The best and only real way to create p-239 for bombs is to have a purpose built reactor and irradiate u-238 for precisely controlled lengths of time, which is exactly how every nuclear nation who has made their own p-239 has gotten it. It's all been made in research reactors.

Theoretically, it could be done with a reactor that does on-power refuelling, but this would be immediately obvious to any observer who would just have to stand there and notice them constantly cycling fuel in and out of one particular fuel channel.

It is also possible to make nuclear bombs out of u-235, but this requires high enrichment (which is the concern with Iran's nuclear enrichment program), but this fear can be mitigated by selling fuel to whoever we don't trust to make it themselves and pre-poisoning it with p-240, so it will work just fine in reactors, but if they try to use it for bombs they'll run into the same problem the US has yet to solve. Note, I'm not advocating selling fuel to assholes, just that if we need to, it can be done in a way to mitigate the proliferation risk.

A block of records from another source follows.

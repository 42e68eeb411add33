//! HTTP request handlers for the Labour Payment Engine API.
//!
//! This module contains the handler functions for all API endpoints.

use std::time::Instant;

use axum::{
    Json, Router,
    extract::{State, rejection::JsonRejection},
    http::{StatusCode, header},
    response::{IntoResponse, Response},
    routing::post,
};
use chrono::Utc;
use tracing::{info, warn};
use uuid::Uuid;

use crate::calculation::{assemble_rows, calculate_payments, render_report};
use crate::models::ReportResult;

use super::request::{PaymentsRequest, RecordSet, ReportRequest};
use super::response::{ApiError, ApiErrorResponse, PaymentsResponse};
use super::state::AppState;

/// The engine version reported with every report.
const ENGINE_VERSION: &str = env!("CARGO_PKG_VERSION");

/// Creates the API router with all endpoints.
pub fn create_router(state: AppState) -> Router {
    Router::new()
        .route("/payments", post(payments_handler))
        .route("/report", post(report_handler))
        .with_state(state)
}

/// Handler for POST /payments endpoint.
///
/// Pairs contracts with attendance by position and returns the payments.
async fn payments_handler(payload: Result<Json<PaymentsRequest>, JsonRejection>) -> Response {
    let correlation_id = Uuid::new_v4();
    info!(correlation_id = %correlation_id, "Processing payments request");

    let request = match payload {
        Ok(Json(req)) => req,
        Err(rejection) => return rejection_response(correlation_id, rejection),
    };

    let records = match RecordSet::try_from(request) {
        Ok(records) => records,
        Err(err) => {
            warn!(correlation_id = %correlation_id, error = %err, "Record validation failed");
            return error_response(err.into());
        }
    };

    let payments = calculate_payments(&records.contracts, &records.attendance);
    info!(
        correlation_id = %correlation_id,
        contracts = records.contracts.len(),
        attendance = records.attendance.len(),
        payments = payments.len(),
        "Payments calculated"
    );

    json_response(StatusCode::OK, PaymentsResponse { payments })
}

/// Handler for POST /report endpoint.
///
/// Recomputes payments from the submitted contracts and attendance, then
/// builds the report over all four sequences.
async fn report_handler(
    State(state): State<AppState>,
    payload: Result<Json<ReportRequest>, JsonRejection>,
) -> Response {
    let correlation_id = Uuid::new_v4();
    info!(correlation_id = %correlation_id, "Processing report request");

    let request = match payload {
        Ok(Json(req)) => req,
        Err(rejection) => return rejection_response(correlation_id, rejection),
    };

    let records = match RecordSet::try_from(request) {
        Ok(records) => records,
        Err(err) => {
            warn!(correlation_id = %correlation_id, error = %err, "Record validation failed");
            return error_response(err.into());
        }
    };

    let start_time = Instant::now();
    let result = generate_report(&records, &state);
    let duration = start_time.elapsed();

    info!(
        correlation_id = %correlation_id,
        report_id = %result.report_id,
        employees = records.employees.len(),
        contracts = records.contracts.len(),
        attendance = records.attendance.len(),
        rows = result.rows.len(),
        duration_us = duration.as_micros(),
        "Report generated successfully"
    );

    json_response(StatusCode::OK, result)
}

/// Runs a full report: fresh payments, padded rows, rendered table.
fn generate_report(records: &RecordSet, state: &AppState) -> ReportResult {
    let payments = calculate_payments(&records.contracts, &records.attendance);
    let rows = assemble_rows(
        &records.employees,
        &records.contracts,
        &records.attendance,
        &payments,
    );
    let report = render_report(&rows, state.config().layout());

    ReportResult {
        report_id: Uuid::new_v4(),
        generated_at: Utc::now(),
        engine_version: ENGINE_VERSION.to_string(),
        payments,
        rows,
        report,
    }
}

fn rejection_response(correlation_id: Uuid, rejection: JsonRejection) -> Response {
    let error = match rejection {
        JsonRejection::JsonDataError(err) => {
            let body_text = err.body_text();
            warn!(
                correlation_id = %correlation_id,
                error = %body_text,
                "JSON data error"
            );
            if body_text.contains("missing field") {
                ApiError::validation_error(body_text)
            } else {
                ApiError::malformed_json(body_text)
            }
        }
        JsonRejection::JsonSyntaxError(err) => {
            warn!(
                correlation_id = %correlation_id,
                error = %err,
                "JSON syntax error"
            );
            ApiError::malformed_json(format!("Invalid JSON syntax: {}", err))
        }
        JsonRejection::MissingJsonContentType(_) => {
            ApiError::new("MISSING_CONTENT_TYPE", "Content-Type must be application/json")
        }
        _ => ApiError::malformed_json("Failed to parse request body"),
    };

    error_response(ApiErrorResponse {
        status: StatusCode::BAD_REQUEST,
        error,
    })
}

fn error_response(api_error: ApiErrorResponse) -> Response {
    api_error.into_response()
}

fn json_response<T: serde::Serialize>(status: StatusCode, body: T) -> Response {
    (
        status,
        [(header::CONTENT_TYPE, "application/json")],
        Json(body),
    )
        .into_response()
}
//! Configuration types for report rendering.
//!
//! These structures are deserialized from `report.yaml`.

use serde::{Deserialize, Serialize};

/// Metadata about the report.
#[derive(Debug, Clone, PartialEq, Eq, Deserialize, Serialize)]
pub struct ReportMetadata {
    /// The human-readable report name.
    pub name: String,
    /// The version of the report format.
    pub version: String,
}

/// A single fixed-width column.
#[derive(Debug, Clone, PartialEq, Eq, Deserialize, Serialize)]
pub struct ColumnSpec {
    /// The header text.
    pub title: String,
    /// Minimum cell width. Longer values are not truncated.
    pub width: usize,
}

impl ColumnSpec {
    /// Creates a column with the given title and width.
    pub fn new(title: impl Into<String>, width: usize) -> Self {
        Self {
            title: title.into(),
            width,
        }
    }
}

/// Column layout of the payment report.
///
/// The default layout is Employee (25), Job Description (40),
/// Hours Worked (15) and Total Payment (15).
///
/// # Example
///
/// ```
/// use labour_engine::config::ReportLayout;
///
/// let layout = ReportLayout::default();
/// assert_eq!(layout.employee.width, 25);
/// assert_eq!(layout.job_description.title, "Job Description");
/// ```
#[derive(Debug, Clone, PartialEq, Eq, Deserialize, Serialize)]
pub struct ReportLayout {
    /// Employee name column.
    pub employee: ColumnSpec,
    /// Job description column.
    pub job_description: ColumnSpec,
    /// Hours worked column.
    pub hours_worked: ColumnSpec,
    /// Total payment column.
    pub total_payment: ColumnSpec,
}

impl ReportLayout {
    /// Returns the four columns in display order.
    pub fn columns(&self) -> [&ColumnSpec; 4] {
        [
            &self.employee,
            &self.job_description,
            &self.hours_worked,
            &self.total_payment,
        ]
    }
}

impl Default for ReportLayout {
    fn default() -> Self {
        Self {
            employee: ColumnSpec::new("Employee", 25),
            job_description: ColumnSpec::new("Job Description", 40),
            hours_worked: ColumnSpec::new("Hours Worked", 15),
            total_payment: ColumnSpec::new("Total Payment", 15),
        }
    }
}

/// The report configuration file structure.
#[derive(Debug, Clone, PartialEq, Eq, Deserialize)]
pub struct ReportConfig {
    /// Report metadata.
    #[serde(flatten)]
    pub metadata: ReportMetadata,
    /// Column layout.
    pub columns: ReportLayout,
}
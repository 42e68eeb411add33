//! Report result model.
//!
//! This module contains the [`ReportResult`] type returned to an orchestrator
//! after a report run: the freshly computed payments, the padded rows, and the
//! rendered table text.

use chrono::{DateTime, Utc};
use serde::{Deserialize, Serialize};
use uuid::Uuid;

use super::{PaymentRecord, ReportRow};

/// The complete output of one report run.
///
/// # Example
///
/// ```
/// use labour_engine::models::ReportResult;
/// use chrono::Utc;
/// use uuid::Uuid;
///
/// let result = ReportResult {
///     report_id: Uuid::new_v4(),
///     generated_at: Utc::now(),
///     engine_version: "0.1.0".to_string(),
///     payments: vec![],
///     rows: vec![],
///     report: String::new(),
/// };
/// assert!(result.rows.is_empty());
/// ```
#[derive(Debug, Clone, PartialEq, Eq, Serialize, Deserialize)]
pub struct ReportResult {
    /// Unique identifier for this report run.
    pub report_id: Uuid,
    /// When the report was generated.
    pub generated_at: DateTime<Utc>,
    /// The version of the engine that produced the report.
    pub engine_version: String,
    /// Payments recomputed for this run, one per paired index.
    pub payments: Vec<PaymentRecord>,
    /// Padded rows, one per index of the longest input sequence.
    pub rows: Vec<ReportRow>,
    /// The rendered fixed-width table.
    pub report: String,
}
//! Positional correlation of contracts and attendance.
//!
//! Contracts and attendance records share no key. The record at index `i`
//! of one sequence is treated as belonging with the record at index `i` of
//! the other. [`Assignment`] names that pairing so that every consumer pairs
//! records the same way.
//!
//! Inserting or removing a record in only one of the sequences shifts every
//! later pairing. Nothing here can detect that.

use crate::models::{AttendanceRecord, ContractRecord, PaymentRecord};

use super::payment::calculate_payment;

/// A contract and an attendance record that occupy the same index.
#[derive(Debug, Clone, Copy, PartialEq, Eq)]
pub struct Assignment<'a> {
    /// The shared index in both source sequences.
    pub index: usize,
    /// The contract at `index`.
    pub contract: &'a ContractRecord,
    /// The attendance record at `index`.
    pub attendance: &'a AttendanceRecord,
}

impl Assignment<'_> {
    /// Computes the payment owed for this pairing.
    pub fn payment(&self) -> PaymentRecord {
        calculate_payment(self.contract, self.attendance)
    }
}

/// Pairs contracts with attendance records by index.
///
/// Yields `min(contracts.len(), attendance.len())` assignments. Records past
/// the end of the shorter sequence are not paired.
///
/// # Examples
///
/// ```
/// use labour_engine::calculation::correlate_by_position;
/// use labour_engine::models::{AttendanceRecord, ContractRecord};
/// use rust_decimal::Decimal;
///
/// let contracts = vec![ContractRecord::new("Wiring", 2, Decimal::new(30, 0))];
/// let attendance = vec![
///     AttendanceRecord::new("2024-02-01", 8),
///     AttendanceRecord::new("2024-02-02", 6),
/// ];
///
/// let assignments: Vec<_> = correlate_by_position(&contracts, &attendance).collect();
/// assert_eq!(assignments.len(), 1);
/// assert_eq!(assignments[0].payment().total_payment, Decimal::new(240, 0));
/// ```
pub fn correlate_by_position<'a>(
    contracts: &'a [ContractRecord],
    attendance: &'a [AttendanceRecord],
) -> impl ExactSizeIterator<Item = Assignment<'a>> + 'a {
    contracts
        .iter()
        .zip(attendance.iter())
        .enumerate()
        .map(|(index, (contract, attendance))| Assignment {
            index,
            contract,
            attendance,
        })
}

That's a great explanation of how the current administrative and technological controls makes it a rather easily controlled and very limited risk.

Pander
Oct 9, 2007

Fear is the glue that holds society together. It's what makes people suppress their worst impulses. Fear is power.

And at the end of fear, oblivion.



Trabisnikof: I was mostly joking. The timing of comments between you and CI was too good to pass up. Ductonius' explanation was pretty cool. Proliferation has been a subject I've studied and forgotten so many times I don't think it'll ever stick.

Boten Anna
Feb 22, 2010

It looks like there's finally some good info on how Ivanpah is doing, and somehow I just found out Ivanpah doesn't use molten salt to keep generating overnight, that's a really weird oversight/design decision. Apparently BrightSource is coming to include it in their newer plants, if anyone contracts them to build any, but I remember reading about how that was part of the design of these kinds of plants years ago so I'm not sure what's up there. I also didn't know that they used natural gas to get it going in the morning which I thought was odd, as you'd think there's a lot you could do with a bunch of super hot sunlight.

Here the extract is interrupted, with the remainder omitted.